● **Goal of the exercise**
Search term "before": copy each line of the data containing it.

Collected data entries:
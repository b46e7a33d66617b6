// Copyright (c) 2026 taskdeck contributors
// SPDX-License-Identifier: AGPL-3.0

//! Server-sent event connector for `GET /events/tasks/{id}`.
//!
//! One HTTP connection per opened stream. The response body is decoded as
//! `text/event-stream`, each `data` payload is parsed into a `TaskEvent`, and
//! the first transport error, rejection or end of body is reported once as
//! the stream's terminal failure. Reconnecting is left to the caller.

use futures::StreamExt;
use reqwest::header::ACCEPT;
use reqwest::{Client, StatusCode, Url};
use tracing::{debug, info, warn};

use crate::domain::stream::{EventStreamOpener, StreamError, StreamHandle, StreamSender};
use crate::domain::task::TaskId;
use crate::infrastructure::api_client::{Endpoints, TaskApiClient};

#[derive(Debug, Clone)]
pub struct HttpEventStream {
    client: Client,
    endpoints: Endpoints,
    token: Option<String>,
}

impl HttpEventStream {
    pub fn new(client: Client, endpoints: Endpoints, token: Option<String>) -> Self {
        Self {
            client,
            endpoints,
            token,
        }
    }

    /// Connector sharing the API client's connection pool and credentials.
    pub fn from_api_client(api: &TaskApiClient) -> Self {
        Self::new(
            api.http().clone(),
            api.endpoints().clone(),
            api.token().map(str::to_string),
        )
    }

    fn stream_url(&self, task_id: &TaskId) -> Result<Url, StreamError> {
        let raw = self.endpoints.task_events(task_id);
        let url = Url::parse(&raw).map_err(|e| StreamError::InvalidEndpoint(format!("{}: {}", raw, e)))?;
        match url.scheme() {
            "http" | "https" => Ok(url),
            other => Err(StreamError::InvalidEndpoint(format!(
                "unsupported scheme '{}' in {}",
                other, raw
            ))),
        }
    }
}

impl EventStreamOpener for HttpEventStream {
    fn open(&self, task_id: &TaskId) -> Result<StreamHandle, StreamError> {
        let url = self.stream_url(task_id)?;
        let client = self.client.clone();
        let token = self.token.clone();

        info!(task_id = %task_id, url = %url, "Opening task event stream");
        Ok(StreamHandle::spawn(task_id.clone(), move |sender| {
            pump(client, url, token, sender)
        }))
    }
}

async fn pump(client: Client, url: Url, token: Option<String>, sender: StreamSender) {
    let mut request = client.get(url).header(ACCEPT, "text/event-stream");
    if let Some(token) = &token {
        request = request.bearer_auth(token);
    }

    let response = tokio::select! {
        biased;
        _ = sender.cancelled() => return,
        response = request.send() => response,
    };

    let response = match response {
        Ok(response) => response,
        Err(e) => {
            warn!(task_id = %sender.task_id(), error = %e, "Task event stream connection failed");
            sender.fail(StreamError::Transport(e.to_string())).await;
            return;
        }
    };

    let status = response.status();
    if status == StatusCode::UNAUTHORIZED {
        sender.fail(StreamError::Unauthorized).await;
        return;
    }
    if !status.is_success() {
        sender.fail(StreamError::Rejected(status.as_u16())).await;
        return;
    }

    debug!(task_id = %sender.task_id(), "Task event stream connected");
    let mut body = response.bytes_stream();
    let mut decoder = SseDecoder::default();

    loop {
        let chunk = tokio::select! {
            biased;
            _ = sender.cancelled() => return,
            chunk = body.next() => chunk,
        };

        match chunk {
            Some(Ok(bytes)) => {
                for data in decoder.feed(&bytes) {
                    if !sender.deliver(&data).await {
                        return;
                    }
                }
            }
            Some(Err(e)) => {
                sender.fail(StreamError::Transport(e.to_string())).await;
                return;
            }
            None => {
                sender.fail(StreamError::Ended).await;
                return;
            }
        }
    }
}

/// Longest line the decoder buffers before discarding it.
pub const MAX_LINE_BYTES: usize = 1024 * 1024;

/// Incremental `text/event-stream` decoder.
///
/// Yields the `data` payload of each dispatched event. Multi-line data is
/// joined with `\n`; comments and `event`/`id`/`retry` fields are skipped.
/// A line longer than the cap is dropped up to its terminating newline.
#[derive(Debug)]
pub struct SseDecoder {
    line: Vec<u8>,
    data: Vec<String>,
    max_line: usize,
    overflowed: bool,
}

impl Default for SseDecoder {
    fn default() -> Self {
        Self::with_max_line(MAX_LINE_BYTES)
    }
}

impl SseDecoder {
    pub fn with_max_line(max_line: usize) -> Self {
        Self {
            line: Vec::new(),
            data: Vec::new(),
            max_line,
            overflowed: false,
        }
    }

    /// Feed one network chunk and collect every event it completes.
    pub fn feed(&mut self, chunk: &[u8]) -> Vec<String> {
        let mut dispatched = Vec::new();
        for &byte in chunk {
            if byte == b'\n' {
                if std::mem::take(&mut self.overflowed) {
                    continue;
                }
                let line = std::mem::take(&mut self.line);
                if let Some(data) = self.process_line(&line) {
                    dispatched.push(data);
                }
            } else if !self.overflowed {
                if self.line.len() >= self.max_line {
                    warn!(max_line = self.max_line, "Dropping oversized event stream line");
                    self.line = Vec::new();
                    self.overflowed = true;
                } else {
                    self.line.push(byte);
                }
            }
        }
        dispatched
    }

    fn process_line(&mut self, raw: &[u8]) -> Option<String> {
        let raw = raw.strip_suffix(b"\r").unwrap_or(raw);
        let line = String::from_utf8_lossy(raw);

        if line.is_empty() {
            if self.data.is_empty() {
                return None;
            }
            let data = self.data.join("\n");
            self.data.clear();
            return Some(data);
        }
        if line.starts_with(':') {
            return None;
        }

        let (field, value) = match line.split_once(':') {
            Some((field, value)) => (field, value.strip_prefix(' ').unwrap_or(value)),
            None => (line.as_ref(), ""),
        };
        if field == "data" {
            self.data.push(value.to_string());
        }
        None
    }
}
//! Chapter normalization: rewrite raw chapter XHTML into reader-ready HTML
//! with one `<span id="wN">` per word token, plus the chapter's token table.
//!
//! The rewrite is a single streaming pass (reader events in, writer events
//! out), so byte-identical input produces byte-identical output and stable
//! token ids. Scripts, event-handler attributes, and HTML imports are
//! dropped; URL-bearing attributes are rebased through an
//! [`AssetUrlRewriter`]; whitespace and punctuation stay as siblings of the
//! token spans.

use std::io::Cursor;

use quick_xml::events::{BytesEnd, BytesStart, BytesText, Event};
use quick_xml::{Reader, Writer};
use tracing::warn;
use unicode_normalization::UnicodeNormalization;
use unicode_normalization::char::is_combining_mark;

use crate::book::{Token, TokenTable};
use crate::epub::parser::{local_name, resolve_entity};
use crate::epub::resolve_path;

/// Maps a package-relative asset reference to its stable storage path.
///
/// Returning `None` preserves the reference as written; URIs outside the
/// package never reach the rewriter.
pub trait AssetUrlRewriter {
    fn rewrite(&self, href: &str) -> Option<String>;
}

impl<F> AssetUrlRewriter for F
where
    F: Fn(&str) -> Option<String>,
{
    fn rewrite(&self, href: &str) -> Option<String> {
        self(href)
    }
}

/// Output of normalizing one chapter.
#[derive(Debug, Clone)]
pub struct NormalizedChapter {
    pub html: String,
    pub tokens: TokenTable,
    pub word_count: usize,
    /// First `h1|h2|h3|title` text, trimmed.
    pub title: Option<String>,
}

/// Normalize a chapter.
///
/// `chapter_href` is the chapter's manifest href; relative URL references in
/// the chapter are resolved against its directory before being offered to
/// the rewriter. Never fails: malformed markup is recovered by closing the
/// elements opened so far and salvaging the remaining text.
pub fn normalize(
    xhtml: &str,
    chapter_href: &str,
    rewriter: &dyn AssetUrlRewriter,
) -> NormalizedChapter {
    let chapter_dir = match chapter_href.rfind('/') {
        Some(i) => &chapter_href[..i],
        None => "",
    };

    let mut reader = Reader::from_str(xhtml);
    {
        let config = reader.config_mut();
        config.check_end_names = false;
        config.allow_unmatched_ends = true;
    }

    let mut state = NormalizeState {
        writer: Writer::new(Cursor::new(Vec::new())),
        tokens: Vec::new(),
        chapter_dir,
        rewriter,
        skip_depth: 0,
        head_depth: 0,
        style_depth: 0,
        title_depth: 0,
        open: Vec::new(),
        pending_text: String::new(),
        title: None,
        capturing_title: false,
        captured: String::new(),
    };

    loop {
        match reader.read_event() {
            Ok(Event::Start(e)) => state.on_start(&e, false),
            Ok(Event::Empty(e)) => state.on_start(&e, true),
            Ok(Event::End(e)) => state.on_end(&e),
            Ok(Event::Text(e)) => {
                let text = e
                    .decode()
                    .map(|c| c.into_owned())
                    .unwrap_or_else(|_| String::from_utf8_lossy(e.as_ref()).into_owned());
                state.on_text(&text);
            }
            Ok(Event::CData(e)) => {
                state.on_text(&String::from_utf8_lossy(e.as_ref()));
            }
            Ok(Event::GeneralRef(e)) => {
                let entity = String::from_utf8_lossy(e.as_ref());
                match resolve_entity(&entity) {
                    Some(resolved) => state.on_text(&resolved),
                    None => warn!(entity = %entity, "dropping unresolvable entity"),
                }
            }
            Ok(Event::Comment(e)) => {
                state.flush_text();
                if state.skip_depth == 0 {
                    let _ = state.writer.write_event(Event::Comment(e));
                }
            }
            Ok(ev @ Event::Decl(_)) | Ok(ev @ Event::DocType(_)) => {
                let _ = state.writer.write_event(ev);
            }
            Ok(Event::PI(_)) => {}
            Ok(Event::Eof) => break,
            Err(e) => {
                warn!(error = %e, "recovering from malformed chapter markup");
                break;
            }
        }
    }

    state.finish(chapter_href)
}

struct NormalizeState<'a> {
    writer: Writer<Cursor<Vec<u8>>>,
    tokens: TokenTable,
    chapter_dir: &'a str,
    rewriter: &'a dyn AssetUrlRewriter,
    /// Depth inside a dropped subtree (script, noscript, html import).
    skip_depth: usize,
    head_depth: usize,
    style_depth: usize,
    title_depth: usize,
    /// Emitted-but-unclosed element names, for malformed-input recovery.
    open: Vec<String>,
    pending_text: String,
    title: Option<String>,
    capturing_title: bool,
    captured: String,
}
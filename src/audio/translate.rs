//! Chapter translation seam.
//!
//! The translator receives the chapter's token stream and yields a
//! target-language token stream. Token counts are only approximately
//! preserved; downstream alignment is always built against the translated
//! table.

use std::process::Command;
use std::time::Duration;

use serde::Serialize;

use crate::book::TokenTable;
use crate::error::{Error, Result};
use crate::normalize::tokenize_plain;
use crate::util::{CancelFlag, run_command};

pub trait Translator: Send + Sync {
    fn translate(
        &self,
        tokens: &TokenTable,
        source_lang: &str,
        target_lang: &str,
        cancel: &CancelFlag,
    ) -> Result<TokenTable>;
}

#[derive(Serialize)]
struct TranslateRequest<'a> {
    source_lang: &'a str,
    target_lang: &'a str,
    text: String,
}

/// Subprocess translator speaking JSON on stdin, plain translated text on
/// stdout.
pub struct CommandTranslator {
    command: String,
    timeout: Duration,
}

impl CommandTranslator {
    pub fn new(command: impl Into<String>, timeout: Duration) -> Self {
        Self {
            command: command.into(),
            timeout,
        }
    }
}

impl Translator for CommandTranslator {
    fn translate(
        &self,
        tokens: &TokenTable,
        source_lang: &str,
        target_lang: &str,
        cancel: &CancelFlag,
    ) -> Result<TokenTable> {
        let request = TranslateRequest {
            source_lang,
            target_lang,
            text: tokens
                .iter()
                .map(|t| t.surface.as_str())
                .collect::<Vec<_>>()
                .join(" "),
        };
        let stdin = serde_json::to_vec(&request)?;

        let cmd = Command::new(&self.command);
        let out = run_command(cmd, Some(stdin), self.timeout, cancel, "translator")?;
        let translated = String::from_utf8_lossy(&out.stdout).trim().to_string();
        if translated.is_empty() {
            return Err(Error::BackendFailed {
                backend: "translator".into(),
                message: "empty translation".into(),
            });
        }
        Ok(tokenize_plain(&translated))
    }
}

#[cfg(test)]
mod tests {
    use super::*;
    use crate::book::Token;

    struct Reversing;

    impl Translator for Reversing {
        fn translate(
            &self,
            tokens: &TokenTable,
            _source_lang: &str,
            _target_lang: &str,
            _cancel: &CancelFlag,
        ) -> Result<TokenTable> {
            let text = tokens
                .iter()
                .rev()
                .map(|t| t.surface.as_str())
                .collect::<Vec<_>>()
                .join(" ");
            Ok(tokenize_plain(&text))
        }
    }

    #[test]
    fn test_translated_tokens_get_fresh_ids() {
        let source = vec![
            Token {
                id: "w0".into(),
                surface: "hola".into(),
                normalized: "hola".into(),
            },
            Token {
                id: "w1".into(),
                surface: "mundo".into(),
                normalized: "mundo".into(),
            },
        ];
        let out = Reversing
            .translate(&source, "es", "en", &CancelFlag::new())
            .unwrap();
        assert_eq!(out.len(), 2);
        assert_eq!(out[0].id, "w0");
        assert_eq!(out[0].surface, "mundo");
        assert_eq!(out[1].id, "w1");
    }
}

● **Written solution**
/// Longest line the decoder buffers before discarding it.
/// the chapter are resolved against its directory before being offered to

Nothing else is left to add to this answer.